Records from a dataset
····················
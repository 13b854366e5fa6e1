use bazaar_core::StoreError;
use bazaar_fulfillment::ApiError;
use thiserror::Error;

#[derive(Debug, Error)]
pub enum ImportError {
    #[error("batch import requires at least one item")]
    EmptyBatch,

    #[error("batch of {len} items exceeds the maximum job size")]
    BatchTooLarge { len: usize },

    #[error(transparent)]
    Api(#[from] ApiError),

    #[error(transparent)]
    Store(#[from] StoreError),
}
····················
▶ **TASK**
Every line in the records above with the string "ApiError" in it should be shown.

▶ **SOLUTION**
use bazaar_fulfillment::ApiError;
    Api(#[from] ApiError),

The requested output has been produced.